PASKUDNIK  - Rechercheprojekt/Solo-Performance   

AUG 2020

(dt)
In Zusammenarbeit mit Cäcilia Wosnitzka und Natalie Pielok zeichnet Tobias Malcharzik die Migrationsroute ihrer Familie vom schlesischen Dorf Maków ins niedersächsische Marienwerder rückwärts nach. Ausgangspunkt ist der Begriff ‚Paskudnik‘, mit dem der Großvater Männer bezeichnete, die er als schwach wahrnahm – oder das Enkelkind, wenn dieses den Teller nicht aufessen wollte. Was das Wort genau bedeutet? Unklar. Der Großvater ist tot und der Vater kann sich nur vage erinnern. Für die Recherche werden Stationen der Migrationsroute aufgesucht, um die Familienerinnerung durch aktuelle Erzählfragmente zu erweitern, Identitätskonstruktionen zu befragen und Paskudnik als erinnerungspolitische und postmigrantische Drag-Figur zu beschwören.

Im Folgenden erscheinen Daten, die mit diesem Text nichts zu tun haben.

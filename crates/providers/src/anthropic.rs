//! Anthropic Messages API provider.
//!
//! Selected by the `anthropic/` model prefix. Z.ai serves the same format
//! under `/api/anthropic`, which is what agent mode talks to by default.
//!
//! Differences from the chat-completions format:
//! - `x-api-key` and `anthropic-version` headers instead of Bearer auth
//! - the system prompt is a top-level field
//! - tool calls and results are `tool_use` / `tool_result` content blocks
//! - streaming uses typed events (`content_block_delta`, `message_stop`)

use crate::wire::{self, SseDecoder};
use async_trait::async_trait;
use serde::{Deserialize, Serialize};
use std::time::Duration;
use tracecheck_core::error::ProviderError;
use tracecheck_core::message::{Message, MessageToolCall, Role};
use tracecheck_core::provider::*;
use tracing::debug;

const ANTHROPIC_VERSION: &str = "2023-06-01";
const DEFAULT_MAX_TOKENS: u32 = 4096;
const REQUEST_TIMEOUT: Duration = Duration::from_secs(120);

/// Anthropic-format provider.
pub struct AnthropicProvider {
    name: String,
    base_url: String,
    api_key: String,
    client: reqwest::Client,
}

impl AnthropicProvider {
    pub fn new(
        name: impl Into<String>,
        base_url: impl Into<String>,
        api_key: impl Into<String>,
    ) -> Result<Self, ProviderError> {
        let client = reqwest::Client::builder()
            .timeout(REQUEST_TIMEOUT)
            .build()
            .map_err(|e| ProviderError::NotConfigured(format!("HTTP client: {e}")))?;

        Ok(Self {
            name: name.into(),
            base_url: base_url.into().trim_end_matches('/').to_string(),
            api_key: api_key.into(),
            client,
        })
    }

    fn endpoint(&self) -> String {
        format!("{}/v1/messages", self.base_url)
    }

    /// Split system messages out; Anthropic takes them as one top-level field.
    fn extract_system(messages: &[Message]) -> (Option<String>, Vec<&Message>) {
        let (system, rest): (Vec<&Message>, Vec<&Message>) =
            messages.iter().partition(|m| m.role == Role::System);
        let system = (!system.is_empty()).then(|| {
            system
                .iter()
                .map(|m| m.content.as_str())
                .collect::<Vec<_>>()
                .join("\n\n")
        });
        (system, rest)
    }

    fn to_api_messages(messages: &[&Message]) -> Vec<AnthropicMessage> {
        messages
            .iter()
            .filter_map(|msg| match msg.role {
                Role::User => Some(AnthropicMessage {
                    role: "user".into(),
                    content: AnthropicContent::Text(msg.content.clone()),
                }),
                Role::Assistant if msg.tool_calls.is_empty() => Some(AnthropicMessage {
                    role: "assistant".into(),
                    content: AnthropicContent::Text(msg.content.clone()),
                }),
                Role::Assistant => {
                    let mut blocks = Vec::new();
                    if !msg.content.is_empty() {
                        blocks.push(ContentBlock::Text {
                            text: msg.content.clone(),
                        });
                    }
                    for tc in &msg.tool_calls {
                        blocks.push(ContentBlock::ToolUse {
                            id: tc.id.clone(),
                            name: tc.name.clone(),
                            input: serde_json::from_str(&tc.arguments)
                                .unwrap_or_else(|_| serde_json::json!({})),
                        });
                    }
                    Some(AnthropicMessage {
                        role: "assistant".into(),
                        content: AnthropicContent::Blocks(blocks),
                    })
                }
                Role::Tool => Some(AnthropicMessage {
                    role: "user".into(),
                    content: AnthropicContent::Blocks(vec![ContentBlock::ToolResult {
                        tool_use_id: msg.tool_call_id.clone().unwrap_or_default(),
                        content: msg.content.clone(),
                    }]),
                }),
                Role::System => None,
            })
            .collect()
    }

    fn to_api_tools(tools: &[ToolDefinition]) -> Vec<AnthropicTool> {
        tools
            .iter()
            .map(|t| AnthropicTool {
                name: t.name.clone(),
                description: t.description.clone(),
                input_schema: t.parameters.clone(),
            })
            .collect()
    }

    fn request_body(request: &ProviderRequest, stream: bool) -> serde_json::Value {
        let (system, messages) = Self::extract_system(&request.messages);
        let mut body = serde_json::json!({
            "model": request.model,
            "messages": Self::to_api_messages(&messages),
            "max_tokens": request.max_tokens.unwrap_or(DEFAULT_MAX_TOKENS),
            "temperature": request.temperature,
            "stream": stream,
        });
        if let Some(system) = system {
            body["system"] = serde_json::json!(system);
        }
        if !request.tools.is_empty() {
            body["tools"] = serde_json::json!(Self::to_api_tools(&request.tools));
        }
        body
    }

    async fn send(
        &self,
        request: &ProviderRequest,
        stream: bool,
    ) -> Result<reqwest::Response, ProviderError> {
        debug!(provider = %self.name, model = %request.model, stream, "Sending messages request");

        let mut builder = self
            .client
            .post(self.endpoint())
            .header("x-api-key", &self.api_key)
            .header("anthropic-version", ANTHROPIC_VERSION)
            .json(&Self::request_body(request, stream));
        if stream {
            builder = builder.header("Accept", "text/event-stream");
        }

        let response = builder.send().await.map_err(wire::send_error)?;
        wire::check_status(&self.name, response).await
    }

    fn into_provider_response(resp: AnthropicResponse) -> ProviderResponse {
        let mut text = String::new();
        let mut tool_calls = Vec::new();

        for block in resp.content {
            match block {
                ResponseContentBlock::Text { text: t } => {
                    if !text.is_empty() {
                        text.push('\n');
                    }
                    text.push_str(&t);
                }
                ResponseContentBlock::ToolUse { id, name, input } => {
                    tool_calls.push(MessageToolCall {
                        id,
                        name,
                        arguments: input.to_string(),
                    });
                }
                ResponseContentBlock::Other => {}
            }
        }

        let mut message = Message::assistant(text);
        message.tool_calls = tool_calls;

        ProviderResponse {
            message,
            usage: Some(Usage::new(resp.usage.input_tokens, resp.usage.output_tokens)),
            model: resp.model,
        }
    }
}

#[async_trait]
impl Provider for AnthropicProvider {
    fn name(&self) -> &str {
        &self.name
    }

    async fn complete(&self, request: ProviderRequest) -> Result<ProviderResponse, ProviderError> {
        let response = self.send(&request, false).await?;
        let api_resp: AnthropicResponse = response
            .json()
            .await
            .map_err(|e| ProviderError::MalformedResponse(format!("messages body: {e}")))?;
        Ok(Self::into_provider_response(api_resp))
    }

    async fn stream(&self, request: ProviderRequest) -> Result<ChunkReceiver, ProviderError> {
        let response = self.send(&request, true).await?;
        Ok(wire::spawn_sse(
            self.name.clone(),
            response,
            MessagesStreamDecoder::default(),
        ))
    }
}

/// Decodes Messages API stream events.
///
/// Input tokens arrive in `message_start`, output tokens in `message_delta`.
#[derive(Default)]
struct MessagesStreamDecoder {
    input_tokens: u32,
    output_tokens: u32,
    saw_usage: bool,
    current_tool: Option<MessageToolCall>,
    tool_calls: Vec<MessageToolCall>,
}

impl MessagesStreamDecoder {
    fn close_tool(&mut self) {
        if let Some(tool) = self.current_tool.take() {
            self.tool_calls.push(tool);
        }
    }
}

impl SseDecoder for MessagesStreamDecoder {
    fn decode(&mut self, data: &str) -> Result<Vec<StreamChunk>, ProviderError> {
        let event: serde_json::Value = serde_json::from_str(data)
            .map_err(|e| ProviderError::MalformedResponse(format!("stream event: {e}")))?;

        match event["type"].as_str().unwrap_or("") {
            "message_start" => {
                if let Some(n) = event["message"]["usage"]["input_tokens"].as_u64() {
                    self.input_tokens = u32::try_from(n).unwrap_or(u32::MAX);
                    self.saw_usage = true;
                }
            }
            "content_block_start" => {
                let block = &event["content_block"];
                if block["type"] == "tool_use" {
                    self.close_tool();
                    self.current_tool = Some(MessageToolCall {
                        id: block["id"].as_str().unwrap_or_default().to_string(),
                        name: block["name"].as_str().unwrap_or_default().to_string(),
                        arguments: String::new(),
                    });
                }
            }
            "content_block_delta" => {
                let delta = &event["delta"];
                match delta["type"].as_str().unwrap_or("") {
                    "text_delta" => {
                        if let Some(text) = delta["text"].as_str().filter(|t| !t.is_empty()) {
                            return Ok(vec![StreamChunk::text(text)]);
                        }
                    }
                    "input_json_delta" => {
                        if let (Some(tool), Some(partial)) =
                            (self.current_tool.as_mut(), delta["partial_json"].as_str())
                        {
                            tool.arguments.push_str(partial);
                        }
                    }
                    // Thinking and signature deltas are not part of the answer.
                    _ => {}
                }
            }
            "content_block_stop" => self.close_tool(),
            "message_delta" => {
                let usage = &event["usage"];
                if let Some(n) = usage["output_tokens"].as_u64() {
                    self.output_tokens = u32::try_from(n).unwrap_or(u32::MAX);
                    self.saw_usage = true;
                }
                if let Some(n) = usage["input_tokens"].as_u64() {
                    self.input_tokens = u32::try_from(n).unwrap_or(u32::MAX);
                }
            }
            "message_stop" => return Ok(vec![self.finish()]),
            "error" => {
                let error = &event["error"];
                return Err(ProviderError::StreamInterrupted(format!(
                    "{}: {}",
                    error["type"].as_str().unwrap_or("error"),
                    error["message"].as_str().unwrap_or_default()
                )));
            }
            // ping and unknown events
            _ => {}
        }
        Ok(Vec::new())
    }

    fn finish(&mut self) -> StreamChunk {
        self.close_tool();
        let usage = self
            .saw_usage
            .then(|| Usage::new(self.input_tokens, self.output_tokens));
        let mut last = StreamChunk::finished(usage);
        last.tool_calls = std::mem::take(&mut self.tool_calls);
        last
    }
}

// --- Anthropic API types ---

#[derive(Debug, Serialize)]
struct AnthropicMessage {
    role: String,
    content: AnthropicContent,
}

#[derive(Debug, Serialize)]
#[serde(untagged)]
enum AnthropicContent {
    Text(String),
    Blocks(Vec<ContentBlock>),
}

#[derive(Debug, Serialize)]
#[serde(tag = "type", rename_all = "snake_case")]
enum ContentBlock {
    Text {
        text: String,
    },
    ToolUse {
        id: String,
        name: String,
        input: serde_json::Value,
    },
    ToolResult {
        tool_use_id: String,
        content: String,
    },
}

#[derive(Debug, Serialize)]
struct AnthropicTool {
    name: String,
    description: String,
    input_schema: serde_json::Value,
}

#[derive(Debug, Deserialize)]
struct AnthropicResponse {
    model: String,
    content: Vec<ResponseContentBlock>,
    usage: AnthropicUsage,
}

#[derive(Debug, Deserialize)]
#[serde(tag = "type", rename_all = "snake_case")]
enum ResponseContentBlock {
    Text {
        text: String,
    },
    ToolUse {
        id: String,
        name: String,
        input: serde_json::Value,
    },
    /// Thinking and any block type added later
    #[serde(other)]
    Other,
}

#[derive(Debug, Deserialize)]
struct AnthropicUsage {
    input_tokens: u32,
    output_tokens: u32,
}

gefördert durch den Fonds Darstellende Künste

(eng)
In collaboration with Cäcilia Wosnitzka and Natalie Pielok, Tobias Malcharzik will go on a research trip entitled PASKUDNIK, which traces the migration story & route of their family from the village Maków in Silesia to Marienweder in Lower Saxony backwards. Starting point of this research is the word 'Paskudnik'. A term their grandfather used to call men who he characterized as weak or his grandchild if it did not want to finish the meal. The exact meaning of this term is unclear. For this project different places of the migration route will be visited to extend the family memory with current story fragments, to question the construction of identity and to conjure Paskudnik as a memory-political and postmigrant drag persona.